Two matches is a very small sample size so perhaps I should guard against getting carried away. However, our last two matches suggest that Jon Nolan has the capability to become that most rare of things – a successful loan signing. In fact, the current crop of loanees are shaping up quite well. James Caton looked sharp when he came on against Shrewsbury, and the horror expressed at the thought that Rhys Taylor’s dead leg might rule him out of the side is testimony to the immediate impression he’s made on the fans.

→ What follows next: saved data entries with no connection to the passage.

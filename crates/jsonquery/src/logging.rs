//! Subscriber setup for the events the query engine emits.
//!
//! `jsonquery_core` logs registrations and executed queries at `debug` and
//! every pipeline stage at `trace`. Replacing a registered source is logged
//! at `warn`. Nothing is installed unless the application calls
//! [`LogConfig::init`].

use jsonquery_core::error::{Error, Result};
use std::path::Path;
use tracing_appender::non_blocking::WorkerGuard;
use tracing_appender::rolling::RollingFileAppender;
use tracing_subscriber::{fmt, layer::SubscriberExt, util::SubscriberInitExt, EnvFilter};

/// Log output destination
#[derive(Debug, Clone)]
pub enum LogOutput {
    /// Output to stdout
    Stdout,
    /// Output to a file with rotation
    File(std::path::PathBuf),
    /// Output to both stdout and file
    Both(std::path::PathBuf),
}

/// Log format style
#[derive(Debug, Clone, Copy)]
pub enum LogFormat {
    /// Human-readable format with colors (default)
    Pretty,
    /// Compact single-line format
    Compact,
}

/// Logging configuration
#[derive(Debug, Clone)]
pub struct LogConfig {
    /// Minimum log level filter
    pub level: String,
    /// Output destination
    pub output: LogOutput,
    /// Format style
    pub format: LogFormat,
}

impl Default for LogConfig {
    fn default() -> Self {
        Self {
            level: "info".to_string(),
            output: LogOutput::Stdout,
            format: LogFormat::Pretty,
        }
    }
}

impl LogConfig {
    /// Create config with info level and stdout output
    pub fn info() -> Self {
        Self {
            level: "info".to_string(),
            ..Default::default()
        }
    }

    /// Create config with debug level
    pub fn debug() -> Self {
        Self {
            level: "debug".to_string(),
            ..Default::default()
        }
    }

    /// A `trace` event for each pipeline stage of every query, `debug` for
    /// the provider and `info` for everything else
    pub fn pipeline_trace() -> Self {
        Self {
            level: "jsonquery_core=trace,jsonquery=debug,info".to_string(),
            ..Default::default()
        }
    }

    /// Set log output to file with rotation
    pub fn with_file<P: Into<std::path::PathBuf>>(mut self, path: P) -> Self {
        self.output = LogOutput::File(path.into());
        self
    }

    /// Set log output to both stdout and file
    pub fn with_both<P: Into<std::path::PathBuf>>(mut self, path: P) -> Self {
        self.output = LogOutput::Both(path.into());
        self
    }

    /// Set log format
    pub fn with_format(mut self, format: LogFormat) -> Self {
        self.format = format;
        self
    }

    /// Set log level filter
    pub fn with_level<S: Into<String>>(mut self, level: S) -> Self {
        self.level = level.into();
        self
    }

    /// Build the level filter, preferring `RUST_LOG` when it is set
    pub fn filter(&self) -> Result<EnvFilter> {
        EnvFilter::try_from_default_env()
            .or_else(|_| EnvFilter::try_new(&self.level))
            .map_err(|e| Error::Validation(format!("Invalid log level '{}': {}", self.level, e)))
    }

    /// Initialize global logging with this configuration
    ///
    /// Returns a guard that must be kept alive for file logging to work.
    /// When the guard is dropped, the logging worker thread is shutdown.
    ///
    /// # Errors
    ///
    /// Returns Error::Validation if the level filter does not parse or a
    /// global subscriber is already installed.
    ///
    /// # Examples
    ///
    /// ```rust,no_run
    /// use jsonquery::logging::LogConfig;
    ///
    /// // Keep the guard alive for the lifetime of your application
    /// let _guard = LogConfig::info().init()?;
    /// # Ok::<(), jsonquery::Error>(())
    /// ```
    pub fn init(self) -> Result<Option<WorkerGuard>> {
        let env_filter = self.filter()?;

        let (result, guard) = match self.output {
            LogOutput::Stdout => {
                let result = match self.format {
                    LogFormat::Pretty => tracing_subscriber::registry()
                        .with(env_filter)
                        .with(fmt::layer().pretty())
                        .try_init(),
                    LogFormat::Compact => tracing_subscriber::registry()
                        .with(env_filter)
                        .with(fmt::layer().compact())
                        .try_init(),
                };
                (result, None)
            }
            LogOutput::File(path) => {
                let (non_blocking, guard) = tracing_appender::non_blocking(file_appender(&path));

                let result = match self.format {
                    LogFormat::Pretty => tracing_subscriber::registry()
                        .with(env_filter)
                        .with(fmt::layer().with_writer(non_blocking).with_ansi(false).pretty())
                        .try_init(),
                    LogFormat::Compact => tracing_subscriber::registry()
                        .with(env_filter)
                        .with(fmt::layer().with_writer(non_blocking).with_ansi(false).compact())
                        .try_init(),
                };
                (result, Some(guard))
            }
            LogOutput::Both(path) => {
                let (non_blocking, guard) = tracing_appender::non_blocking(file_appender(&path));

                let result = tracing_subscriber::registry()
                    .with(env_filter)
                    .with(fmt::layer())
                    .with(fmt::layer().with_writer(non_blocking).with_ansi(false))
                    .try_init();
                (result, Some(guard))
            }
        };

        result.map_err(|e| Error::Validation(format!("Logging already initialized: {}", e)))?;
        Ok(guard)
    }
}

fn file_appender(path: &Path) -> RollingFileAppender {
    tracing_appender::rolling::daily(
        path.parent()
            .filter(|p| !p.as_os_str().is_empty())
            .unwrap_or_else(|| Path::new(".")),
        path.file_name()
            .and_then(|n| n.to_str())
            .unwrap_or("jsonquery.log"),
    )
}

#[cfg(test)]
mod tests {
    use super::*;

    #[test]
    fn test_log_config_defaults() {
        let config = LogConfig::default();
        assert_eq!(config.level, "info");
    }

    #[test]
    fn test_log_config_builders() {
        let config = LogConfig::debug()
            .with_file("/tmp/test.log")
            .with_format(LogFormat::Compact);
        assert_eq!(config.level, "debug");
        assert!(matches!(config.output, LogOutput::File(_)));
        assert!(matches!(config.format, LogFormat::Compact));
    }

    #[test]
    fn test_pipeline_trace_targets_core_stages() {
        std::env::remove_var("RUST_LOG");
        let config = LogConfig::pipeline_trace();
        assert!(config.level.starts_with("jsonquery_core=trace"));
        assert!(config.filter().is_ok());
    }

    #[test]
    fn test_invalid_level_is_an_error() {
        std::env::remove_var("RUST_LOG");
        let config = LogConfig::default().with_level("jsonquery=notalevel");
        let err = config.filter().unwrap_err();
        assert_eq!(err.kind(), jsonquery_core::ErrorKind::Validation);
    }

    #[test]
    fn test_level_filter_parses() {
        assert!(LogConfig::default().with_level("warn").filter().is_ok());
        assert!(LogConfig::default()
            .with_level("jsonquery_core=trace,info")
            .filter()
            .is_ok());
    }
}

However, that’s not been the pattern in general over the last couple of years. We’ve accessed the loan market more frequently than ever before, but we haven’t played it well. This season we’ve loaned five players but have already thrown two back into the sea. (I think Joel Logan’s still with us, but I couldn’t swear to it!) and last season we brought in a whopping nine temporary signings. They were mostly unsuccessful at The Racecourse though,
Before then we didn’t loan players anywhere near as regularly. In the 2013-14 season Danny Livesey and Brad Reid were the only players who came in, we brought five in the season before and the campaign before that only Danny Alfei came in.
So, just how many of our loan signings have actually been worthwhile?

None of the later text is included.